10 free mobile app testing framework
Mobile apps, while popular, presents a particularly tricky situation in terms of bug fixes. On the web, you can easily remedy any bugs within hours. Not so for mobile apps. A bug fix might need at least 2 weeks before finding its way into the actual app itself. This will not only frustrate users who have experienced the bugs but they might even cost the company some potential revenue. Hence, mobile app testing framework becomes very important tools for mobile development. Fortunately, there is a growing number of such testing tools for us to make sure our mobile apps works perfectly before launched.
Mobile app testing framework can be separated into 2 main categories. One group, called Unit testing, is for testing individual elements within an app. The other group, known as functional testing framework, is meant to test the app at the UI level, which means it is testing almost the whole app usage performance.
Functional testing frameworks
#1: KIF for iOS
KIF stands for Keep It Functional and comes from the Square. It is a mobile app testing framework for the iOS only. All the tests are written in objective C so that makes it much easier for Apple app developer to work on it. Recommended if you are looking for a iOS app testing tool.
#2: Fliptest – a mobile app A/B testing framework for iOS
Doing A/B testing on mobile apps is notoriously difficult. A new startup is working on solving this problem by providing a testing framework to let you decide which UI works the best.
#3: Appium for iOS and Android
Appium is a fairly new mobile app testing framework but I liked their approach. Specifically, they believe that “testing native apps shouldn’t require including an SDK or recompiling your app. And that you should be able to use your preferred test practices, frameworks, and tool”. Whether this can be in reality, I love what they are trying to accomplish.
#4: Frank for iOS
Another iOS app testing framework is Frank. It uses Cucumber as the navie language to write your testing perimeters. The best thing about Frank is that it can record your tests so you can review them later as a team.
#5: Robotium for Android
Robotium is an adaption of the popular Selenium framework for the android platform. It is one of the few that does Android exclusively so it is quite popular among Android developers.
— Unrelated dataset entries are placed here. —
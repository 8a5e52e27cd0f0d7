//! The compound registry: an immutable, ordered list of records seeded once at startup.

use std::collections::HashSet;

use thiserror::Error;

use crate::compound::CompoundRecord;

const BUILTIN_DATA: &str = include_str!("../data/compounds.json");

#[derive(Debug, Error)]
pub enum RegistryError {
    #[error("failed to parse compound data: {0}")]
    Parse(#[from] serde_json::Error),

    #[error("compound '{name}' has an empty '{field}' field")]
    EmptyField { name: String, field: &'static str },

    #[error("duplicate compound name '{0}'")]
    DuplicateName(String),
}

#[derive(Debug, Clone, PartialEq, Eq, Error)]
#[error("no compound named '{0}'")]
pub struct NotFound(pub String);

#[derive(Debug)]
pub struct Registry {
    records: Vec<CompoundRecord>,
}

impl Registry {
    /// The six compounds shipped with the crate.
    pub fn builtin() -> Result<Self, RegistryError> {
        Self::from_json(BUILTIN_DATA)
    }

    /// Build a registry from a JSON array of records. Records keep their source order.
    pub fn from_json(data: &str) -> Result<Self, RegistryError> {
        let records: Vec<CompoundRecord> = serde_json::from_str(data)?;

        let mut seen = HashSet::new();
        for rec in &records {
            check_non_empty(rec, "name", &rec.name)?;
            check_non_empty(rec, "structure_encoding", &rec.structure_encoding)?;
            check_non_empty(rec, "external_database_id", &rec.external_database_id)?;

            if !seen.insert(rec.name.as_str()) {
                return Err(RegistryError::DuplicateName(rec.name.clone()));
            }
        }

        Ok(Self { records })
    }

    /// Case-exact lookup. The set is small and fixed, so this is a linear scan.
    pub fn find_by_name(&self, name: &str) -> Result<&CompoundRecord, NotFound> {
        self.records
            .iter()
            .find(|r| r.name == name)
            .ok_or_else(|| NotFound(name.to_owned()))
    }

    /// Compound names, sorted ascending for display.
    pub fn list_names(&self) -> Vec<&str> {
        let mut names: Vec<_> = self.records.iter().map(|r| r.name.as_str()).collect();
        names.sort_unstable();
        names
    }

    pub fn records(&self) -> &[CompoundRecord] {
        &self.records
    }

    pub fn len(&self) -> usize {
        self.records.len()
    }

    pub fn is_empty(&self) -> bool {
        self.records.is_empty()
    }
}

fn check_non_empty(
    rec: &CompoundRecord,
    field: &'static str,
    value: &str,
) -> Result<(), RegistryError> {
    if value.trim().is_empty() {
        return Err(RegistryError::EmptyField {
            name: rec.name.clone(),
            field,
        });
    }
    Ok(())
}

#[cfg(test)]
mod tests {
    use super::*;

    fn record_json(name: &str, smiles: &str) -> String {
        format!(
            r#"{{
                "name": "{name}",
                "iupac_name": "x",
                "structure_encoding": "{smiles}",
                "molecular_formula": "x",
                "molecular_weight": 1.0,
                "category": "Synthetic Opioid",
                "therapeutic_uses": [],
                "overdose_symptoms": [],
                "side_effects": [],
                "precautions": [],
                "toxicity_summary": "x",
                "external_database_id": "1"
            }}"#
        )
    }

    #[test]
    fn builtin_has_six_sorted_names() {
        let reg = Registry::builtin().unwrap();
        assert_eq!(reg.len(), 6);
        assert_eq!(
            reg.list_names(),
            vec![
                "Codeine",
                "Fentanyl",
                "Hydrocodone",
                "Methadone",
                "Morphine",
                "Oxycodone"
            ]
        );
    }

    #[test]
    fn builtin_keeps_source_order() {
        let reg = Registry::builtin().unwrap();
        assert_eq!(reg.records()[0].name, "Morphine");
        assert_eq!(reg.records()[5].name, "Methadone");
    }

    #[test]
    fn find_fentanyl() {
        let reg = Registry::builtin().unwrap();
        let rec = reg.find_by_name("Fentanyl").unwrap();
        assert_eq!(rec.external_database_id, "3345");
        assert_eq!(rec.molecular_formula, "C22H28N2O");
    }

    #[test]
    fn lookup_is_case_exact() {
        let reg = Registry::builtin().unwrap();
        assert_eq!(
            reg.find_by_name("fentanyl"),
            Err(NotFound("fentanyl".to_owned()))
        );
        assert!(reg.find_by_name("Heroin").is_err());
        assert!(reg.find_by_name("").is_err());
    }

    #[test]
    fn duplicate_names_rejected() {
        let json = format!("[{}, {}]", record_json("A", "C"), record_json("A", "CC"));
        let err = Registry::from_json(&json).unwrap_err();
        assert!(matches!(err, RegistryError::DuplicateName(n) if n == "A"));
    }

    #[test]
    fn empty_structure_rejected() {
        let json = format!("[{}]", record_json("A", " "));
        let err = Registry::from_json(&json).unwrap_err();
        assert!(matches!(
            err,
            RegistryError::EmptyField { field: "structure_encoding", .. }
        ));
    }

    #[test]
    fn malformed_json_rejected() {
        assert!(matches!(
            Registry::from_json("[{\"name\": \"A\"}]"),
            Err(RegistryError::Parse(_))
        ));
    }
}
#6: Calabash for iOS and Android
Calabash support cross platform mobile app testing and can be used for both Android and iOS apps. From testing screenshots, gestures to actual functional code, Calabash can be used with the Cucumber language.
#7: Gitorious for iOS
Gitorious uses the automation tool Sikuli as the base of this framework and lays on screenshots and python scripts for developers to do their testing. It makes using Sikuli much easier and more effective. A pity it is only for iOS.
Unit testing framework
The most common unit testing frameworks are the solutions provided by the platform owners. OCUnit and Junit, for the iOS and Android platforms respectively. I will not discuss them here as most of the mobile developers should be familar with these 2 testing tools.
#8: Kiwi for iOS
Kiwi is well known for its simple interface that is clean and workable. It works in objective C so that is great for all the iOS app developers.
#9: Robolectric for Android
Robolectric is one of the rate unit testing framework for Android. It does away with using simulators and instead, de-fangs the Android SDK jar to allow developers direct testing of their Android apps. Worth a look if you are an Android developer.
#10: Cedar for iOS
From the folks at Pivtoal lab, this is a great testing tool as a unit testing framework. It has a bit more functions than Kiwi above and the installation within xocde make writing the test codes much simpler and faster.
I am sure there are a few more mobile app testing tools that I have left out in this roundup. Please leave your comments to recommend any software or framework that you think will be useful to the community.
We need a tool that does not require you to build their libraries with Xcode, for iOS. I’ve been looking at a solid solution and have yet to find one. FoneMonkey claims to have solved the issue! No. Not everyone is building natively. We are building in Flash and porting to platforms with Starling Framework. So FoneMonkey is out all together.
Agree with what you said Lalitha. If you discover anything, let us know.